**Problem statement**
Find the lines below that contain "required" and tally them. Return only the total.

**Records for processing**
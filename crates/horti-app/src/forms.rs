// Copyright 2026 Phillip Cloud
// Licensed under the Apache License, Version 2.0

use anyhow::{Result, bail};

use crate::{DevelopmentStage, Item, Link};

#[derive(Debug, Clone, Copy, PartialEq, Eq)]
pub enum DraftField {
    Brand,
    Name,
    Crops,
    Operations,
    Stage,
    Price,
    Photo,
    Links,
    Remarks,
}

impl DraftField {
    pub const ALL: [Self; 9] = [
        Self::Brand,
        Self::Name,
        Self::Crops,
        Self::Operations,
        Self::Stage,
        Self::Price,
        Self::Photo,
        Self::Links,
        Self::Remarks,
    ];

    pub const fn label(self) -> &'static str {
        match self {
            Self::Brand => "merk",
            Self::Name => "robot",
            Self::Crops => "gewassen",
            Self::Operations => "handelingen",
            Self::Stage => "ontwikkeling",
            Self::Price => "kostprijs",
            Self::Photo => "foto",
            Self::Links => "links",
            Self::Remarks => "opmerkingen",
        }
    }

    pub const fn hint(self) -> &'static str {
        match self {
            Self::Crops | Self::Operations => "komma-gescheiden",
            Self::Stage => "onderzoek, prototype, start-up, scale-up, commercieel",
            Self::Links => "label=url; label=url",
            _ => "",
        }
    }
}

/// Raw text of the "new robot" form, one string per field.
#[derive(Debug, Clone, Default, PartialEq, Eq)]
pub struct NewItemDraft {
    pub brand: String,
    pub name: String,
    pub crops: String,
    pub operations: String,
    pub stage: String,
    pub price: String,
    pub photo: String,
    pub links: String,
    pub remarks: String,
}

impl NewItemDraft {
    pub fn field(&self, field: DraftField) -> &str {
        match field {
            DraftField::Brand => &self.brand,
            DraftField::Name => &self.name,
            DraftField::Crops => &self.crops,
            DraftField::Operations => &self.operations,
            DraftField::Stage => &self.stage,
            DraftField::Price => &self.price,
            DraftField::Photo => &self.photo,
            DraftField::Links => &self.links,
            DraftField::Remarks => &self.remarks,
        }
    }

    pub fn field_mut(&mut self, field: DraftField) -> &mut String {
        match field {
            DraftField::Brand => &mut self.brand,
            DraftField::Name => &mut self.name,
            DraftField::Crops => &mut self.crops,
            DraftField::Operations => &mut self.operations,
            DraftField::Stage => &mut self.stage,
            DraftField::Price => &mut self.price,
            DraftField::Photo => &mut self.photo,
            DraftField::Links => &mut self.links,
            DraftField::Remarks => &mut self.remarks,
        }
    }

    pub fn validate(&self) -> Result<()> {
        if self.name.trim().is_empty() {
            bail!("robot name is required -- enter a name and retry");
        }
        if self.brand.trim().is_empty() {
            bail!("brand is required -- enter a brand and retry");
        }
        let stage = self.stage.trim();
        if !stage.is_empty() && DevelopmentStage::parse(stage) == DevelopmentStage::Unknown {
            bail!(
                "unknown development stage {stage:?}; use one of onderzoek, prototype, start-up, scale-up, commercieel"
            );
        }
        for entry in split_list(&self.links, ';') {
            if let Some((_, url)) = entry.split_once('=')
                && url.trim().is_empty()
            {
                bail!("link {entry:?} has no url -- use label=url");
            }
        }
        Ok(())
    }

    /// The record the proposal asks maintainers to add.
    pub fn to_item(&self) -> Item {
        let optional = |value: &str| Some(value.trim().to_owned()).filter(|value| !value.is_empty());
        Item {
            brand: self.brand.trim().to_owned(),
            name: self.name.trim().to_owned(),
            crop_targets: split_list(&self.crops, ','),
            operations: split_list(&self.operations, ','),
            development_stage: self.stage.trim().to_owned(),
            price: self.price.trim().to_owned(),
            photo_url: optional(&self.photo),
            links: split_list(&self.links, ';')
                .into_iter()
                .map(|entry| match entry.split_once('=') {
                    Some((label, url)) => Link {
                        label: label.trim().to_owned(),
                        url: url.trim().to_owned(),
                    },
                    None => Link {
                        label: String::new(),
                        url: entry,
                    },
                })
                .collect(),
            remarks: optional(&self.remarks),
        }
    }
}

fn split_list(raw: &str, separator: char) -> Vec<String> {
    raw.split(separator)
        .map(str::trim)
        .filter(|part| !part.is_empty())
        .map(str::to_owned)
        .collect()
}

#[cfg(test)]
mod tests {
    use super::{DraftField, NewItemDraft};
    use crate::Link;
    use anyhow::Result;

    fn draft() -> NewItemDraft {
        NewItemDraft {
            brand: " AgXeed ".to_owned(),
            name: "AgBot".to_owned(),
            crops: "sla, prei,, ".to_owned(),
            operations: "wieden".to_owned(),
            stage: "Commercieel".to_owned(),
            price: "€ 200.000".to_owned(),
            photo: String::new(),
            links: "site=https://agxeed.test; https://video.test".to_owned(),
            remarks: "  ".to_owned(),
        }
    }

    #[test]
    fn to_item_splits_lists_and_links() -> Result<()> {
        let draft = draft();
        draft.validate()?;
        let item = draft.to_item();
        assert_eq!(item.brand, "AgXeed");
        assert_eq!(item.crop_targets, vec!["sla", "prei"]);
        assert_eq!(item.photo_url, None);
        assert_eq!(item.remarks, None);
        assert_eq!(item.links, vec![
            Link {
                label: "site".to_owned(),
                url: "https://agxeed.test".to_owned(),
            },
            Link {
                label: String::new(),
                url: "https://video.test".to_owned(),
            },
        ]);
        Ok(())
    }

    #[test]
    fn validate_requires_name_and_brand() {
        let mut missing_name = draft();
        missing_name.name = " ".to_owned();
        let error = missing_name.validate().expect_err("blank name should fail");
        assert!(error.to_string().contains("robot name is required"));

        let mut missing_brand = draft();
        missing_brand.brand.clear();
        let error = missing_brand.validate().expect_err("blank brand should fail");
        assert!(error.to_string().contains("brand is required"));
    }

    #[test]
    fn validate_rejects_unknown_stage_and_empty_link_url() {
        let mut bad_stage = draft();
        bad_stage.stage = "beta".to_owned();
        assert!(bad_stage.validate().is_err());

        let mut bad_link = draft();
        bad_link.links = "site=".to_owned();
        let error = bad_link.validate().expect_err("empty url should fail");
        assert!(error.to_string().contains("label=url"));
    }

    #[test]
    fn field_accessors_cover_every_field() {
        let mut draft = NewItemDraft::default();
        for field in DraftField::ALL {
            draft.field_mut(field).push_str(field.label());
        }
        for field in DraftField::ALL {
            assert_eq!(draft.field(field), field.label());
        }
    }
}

**Task output**
4